Does anyone here have issues with their approach to written communication and a 'matter of fact' view of the world causing people to think they don't have feelings for other people?
Does anyone here have issues with their approach to written communication and a 'matter of fact' view of the world causing people to think they don't have feelings for other people?
I would love to know how people judge this in text messages, as surely it is subjective based on their interpretation of the relationship, and as such can vary from both sides? I find kisses weird as well as I wouldn't kiss that person if I met them in person so why would I do that in a text? I have a rule where only my partner gets kisses in text messages, because I would actually kiss him in person. I have been pulled up on this by people previously and I just explained my above point. It get ridiculous when I hear people debating the status of a relationship because they only put two kisses as apposed to three. Seriously?? Just seems a load of nonsense to me. If the person is speaking to you and you are on good terms, what more do you need?

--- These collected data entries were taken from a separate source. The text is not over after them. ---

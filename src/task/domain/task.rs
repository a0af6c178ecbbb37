//! Task aggregate root and its transitions.

use super::{Difficulty, Priority, TaskDomainError, TaskId, TaskStatus};
use crate::{identity::domain::UserId, project::domain::ProjectId};
use chrono::{DateTime, Utc};
use serde::{Deserialize, Serialize};

/// Parameter object for a task whose assignee and initial status have
/// already been decided.
#[derive(Debug, Clone, PartialEq, Eq)]
pub struct NewTask {
    /// Owning project.
    pub project_id: ProjectId,
    /// Task title.
    pub title: String,
    /// Free-form description.
    pub description: String,
    /// Assigned user.
    pub assignee_id: UserId,
    /// Priority.
    pub priority: Priority,
    /// Difficulty.
    pub difficulty: Difficulty,
    /// Initial status.
    pub status: TaskStatus,
    /// Creating user.
    pub created_by: UserId,
}

/// Partial update merged into a task.
#[derive(Debug, Clone, Default, PartialEq, Eq)]
pub struct TaskUpdate {
    /// Replacement title.
    pub title: Option<String>,
    /// Replacement description.
    pub description: Option<String>,
    /// Replacement assignee.
    pub assignee_id: Option<UserId>,
    /// Replacement priority.
    pub priority: Option<Priority>,
    /// Replacement difficulty.
    pub difficulty: Option<Difficulty>,
    /// Replacement status.
    pub status: Option<TaskStatus>,
}

impl TaskUpdate {
    /// Creates an update that only changes the status.
    #[must_use]
    pub fn status(status: TaskStatus) -> Self {
        Self {
            status: Some(status),
            ..Self::default()
        }
    }
}

/// Record of an assignee declining a task.
#[derive(Debug, Clone, PartialEq, Eq, Serialize, Deserialize)]
pub struct Rejection {
    /// User who rejected the task.
    pub rejected_by: UserId,
    /// When it was rejected.
    pub rejected_at: DateTime<Utc>,
    /// Stated reason.
    pub reason: String,
}

/// Task aggregate root.
#[derive(Debug, Clone, PartialEq, Eq, Serialize, Deserialize)]
pub struct Task {
    id: TaskId,
    project_id: ProjectId,
    title: String,
    description: String,
    assignee_id: UserId,
    priority: Priority,
    difficulty: Difficulty,
    status: TaskStatus,
    created_at: DateTime<Utc>,
    created_by: UserId,
    #[serde(default)]
    accepted_at: Option<DateTime<Utc>>,
    #[serde(default)]
    rejection: Option<Rejection>,
    #[serde(default)]
    acknowledged: bool,
    #[serde(default)]
    acknowledged_at: Option<DateTime<Utc>>,
}

impl Task {
    /// Creates a task stamped at `created_at`.
    ///
    /// # Errors
    ///
    /// Returns [`TaskDomainError::EmptyTitle`] when the title is blank.
    pub fn new(data: NewTask, created_at: DateTime<Utc>) -> Result<Self, TaskDomainError> {
        if data.title.trim().is_empty() {
            return Err(TaskDomainError::EmptyTitle);
        }
        Ok(Self {
            id: TaskId::new(),
            project_id: data.project_id,
            title: data.title,
            description: data.description,
            assignee_id: data.assignee_id,
            priority: data.priority,
            difficulty: data.difficulty,
            status: data.status,
            created_at,
            created_by: data.created_by,
            accepted_at: None,
            rejection: None,
            acknowledged: false,
            acknowledged_at: None,
        })
    }

    /// Returns the task identifier.
    #[must_use]
    pub const fn id(&self) -> TaskId {
        self.id
    }

    /// Returns the owning project.
    #[must_use]
    pub const fn project_id(&self) -> ProjectId {
        self.project_id
    }

    /// Returns the title.
    #[must_use]
    pub fn title(&self) -> &str {
        &self.title
    }

    /// Returns the description.
    #[must_use]
    pub fn description(&self) -> &str {
        &self.description
    }

    /// Returns the assigned user.
    #[must_use]
    pub const fn assignee_id(&self) -> UserId {
        self.assignee_id
    }

    /// Returns the priority.
    #[must_use]
    pub const fn priority(&self) -> Priority {
        self.priority
    }

    /// Returns the difficulty.
    #[must_use]
    pub const fn difficulty(&self) -> Difficulty {
        self.difficulty
    }

    /// Returns the current status.
    #[must_use]
    pub const fn status(&self) -> TaskStatus {
        self.status
    }

    /// Returns the creation timestamp.
    #[must_use]
    pub const fn created_at(&self) -> DateTime<Utc> {
        self.created_at
    }

    /// Returns the creating user.
    #[must_use]
    pub const fn created_by(&self) -> UserId {
        self.created_by
    }

    /// Returns when the assignee accepted the task.
    #[must_use]
    pub const fn accepted_at(&self) -> Option<DateTime<Utc>> {
        self.accepted_at
    }

    /// Returns the rejection record, if the task was rejected.
    #[must_use]
    pub const fn rejection(&self) -> Option<&Rejection> {
        self.rejection.as_ref()
    }

    /// Returns `true` once an admin has acknowledged the rejection.
    #[must_use]
    pub const fn is_acknowledged(&self) -> bool {
        self.acknowledged
    }

    /// Returns when the rejection was acknowledged.
    #[must_use]
    pub const fn acknowledged_at(&self) -> Option<DateTime<Utc>> {
        self.acknowledged_at
    }

    /// Returns `true` for a rejected task nobody has acknowledged yet.
    #[must_use]
    pub fn awaits_acknowledgement(&self) -> bool {
        self.status == TaskStatus::Rejected && !self.acknowledged
    }

    /// Moves a pending task onto the board.
    ///
    /// # Errors
    ///
    /// Returns [`TaskDomainError::InvalidState`] unless the task is pending.
    pub fn accept(&mut self, at: DateTime<Utc>) -> Result<(), TaskDomainError> {
        self.require(TaskStatus::Pending, "accept")?;
        self.status = TaskStatus::Todo;
        self.accepted_at = Some(at);
        Ok(())
    }

    /// Declines a pending task.
    ///
    /// # Errors
    ///
    /// Returns [`TaskDomainError::InvalidState`] unless the task is pending.
    pub fn reject(
        &mut self,
        rejected_by: UserId,
        reason: impl Into<String>,
        at: DateTime<Utc>,
    ) -> Result<(), TaskDomainError> {
        self.require(TaskStatus::Pending, "reject")?;
        self.status = TaskStatus::Rejected;
        self.rejection = Some(Rejection {
            rejected_by,
            rejected_at: at,
            reason: reason.into(),
        });
        self.acknowledged = false;
        self.acknowledged_at = None;
        Ok(())
    }

    /// Flags a rejection as seen.
    ///
    /// Acknowledging twice refreshes the timestamp. The rejection record is
    /// left untouched, and stays absent for a task moved to `rejected`
    /// through a free-form update.
    ///
    /// # Errors
    ///
    /// Returns [`TaskDomainError::InvalidState`] unless the task is rejected.
    pub fn acknowledge(&mut self, at: DateTime<Utc>) -> Result<(), TaskDomainError> {
        self.require(TaskStatus::Rejected, "acknowledge")?;
        self.acknowledged = true;
        self.acknowledged_at = Some(at);
        Ok(())
    }

    /// Merges a partial update, returning the previous status when the
    /// status changed.
    ///
    /// # Errors
    ///
    /// Returns [`TaskDomainError::EmptyTitle`] when the replacement title is
    /// blank; the task is left unchanged in that case.
    pub fn apply(&mut self, update: TaskUpdate) -> Result<Option<TaskStatus>, TaskDomainError> {
        if update
            .title
            .as_ref()
            .is_some_and(|title| title.trim().is_empty())
        {
            return Err(TaskDomainError::EmptyTitle);
        }

        if let Some(title) = update.title {
            self.title = title;
        }
        if let Some(description) = update.description {
            self.description = description;
        }
        if let Some(assignee_id) = update.assignee_id {
            self.assignee_id = assignee_id;
        }
        if let Some(priority) = update.priority {
            self.priority = priority;
        }
        if let Some(difficulty) = update.difficulty {
            self.difficulty = difficulty;
        }

        let previous = self.status;
        match update.status {
            Some(status) if status != previous => {
                self.status = status;
                Ok(Some(previous))
            }
            _ => Ok(None),
        }
    }

    fn require(&self, expected: TaskStatus, action: &'static str) -> Result<(), TaskDomainError> {
        if self.status == expected {
            Ok(())
        } else {
            Err(TaskDomainError::InvalidState {
                action,
                current: self.status,
            })
        }
    }
}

I really struggle with text messages. I have unwittingly fell out with one or two friends because of text misunderstandings. It inevitably comes down to me not having included a 'lol' or exclamation mark. Or, not having included the appropriate amount of kisses xx.
I worry that I may offend people on here at times but I console myself that I am always writing with the right intention and trying to give a different perspective even if it’s not necessarily popular. One thing I struggle with on here is the length of some of the posts and I just can’t cope with reading them on my phone, so also I might have something to contribute if the post is more than about twenty lines I give up
Andrew
This is Posted mostly in great support of Mr.StarBuck's Post there. I could have written such a Reply myself (!). As they say: Just keep on keeping on...
Yes - I have been described as cold, blunt and lacking in empathy for the feelings of others, when really I have only highlighted the obvious and facts of a situation. This has resulted in me losing friends in the past through either completely misreading a situation or responding in a manner which others have found to be deeply insulting. To this day, I still don't know why I have fallen out with some individuals as a result of miscommunication. It would be so much easier if people would just be honest and tell me what I have apparently done wrong, so I can at least learn from it if nothing else!
Yes, though moreso with verbal interaction with people. I find written communication easier to cope with as I can spend time re-reading it and editing it. I find that I edit it depending on who the audience is, based on previous interactions with similar people and learning what things I am 'meant' to say. So I do sometimes try to work out if it seems a little too 'matter of fact' for some groups of people. This process takes too long in a verbal conversation as I have to try and process what someone says, think of my initial response, stop myself from saying it and then try to work out what would be 'more acceptable' to the person I'm talking to.
This edited version appears to help other people see that I do care about others.
If I were writing as me without the edits though it would be 'matter-of-fact'. That does seem to make people think that I don't care about them, even though I do. It's very difficult trying to work out what other people think is a way of expressing that you care about them.
I also find that other people have trouble accepting that the things that I say really are what I mean. I get frustrated with people who decide that something I have said means something else. This is particularly frustrating when other people place value judgements on something that I haven't. A classic example would be someone asking what I think of someone in a particular outfit, i.e. does a person's bum look fat in a particular pair of trousers. My initial response would be 'define looking fat', simply because I think it's a subjective question and I wouldn't be able to answer it without knowing what the definition of 'looking fat' is. I also don't particularly care about what another person's bum looks like in a particular pair of trousers, that really is for them to decide for themselves. However, the comment 'define looking fat' is sometimes taken as some kind of joke or insult and seems to be suggestive that I am saying that they are fat, which I'm not. I've had similar issues with other comments where people make an assumption about a response because they have placed a value on it that I haven't. I have started stating that to people ("you've placed a value judgement on what I said which I haven't, which means you've jumped to an incorrect conclusion") but it just seems to confuse them and they assume that I'm trying to get out of offending them.
So yes, being 'matter of fact' does seem to get me into all sorts of unintended trouble.
I would agree, yet the Title and SubText of this Thread mention too many other disparate Topics all in one go... (unfeeling, forum, written-communication, and matter-of-fact.)
...All in all, that would amount to a 'Yes', then, it seems... (!)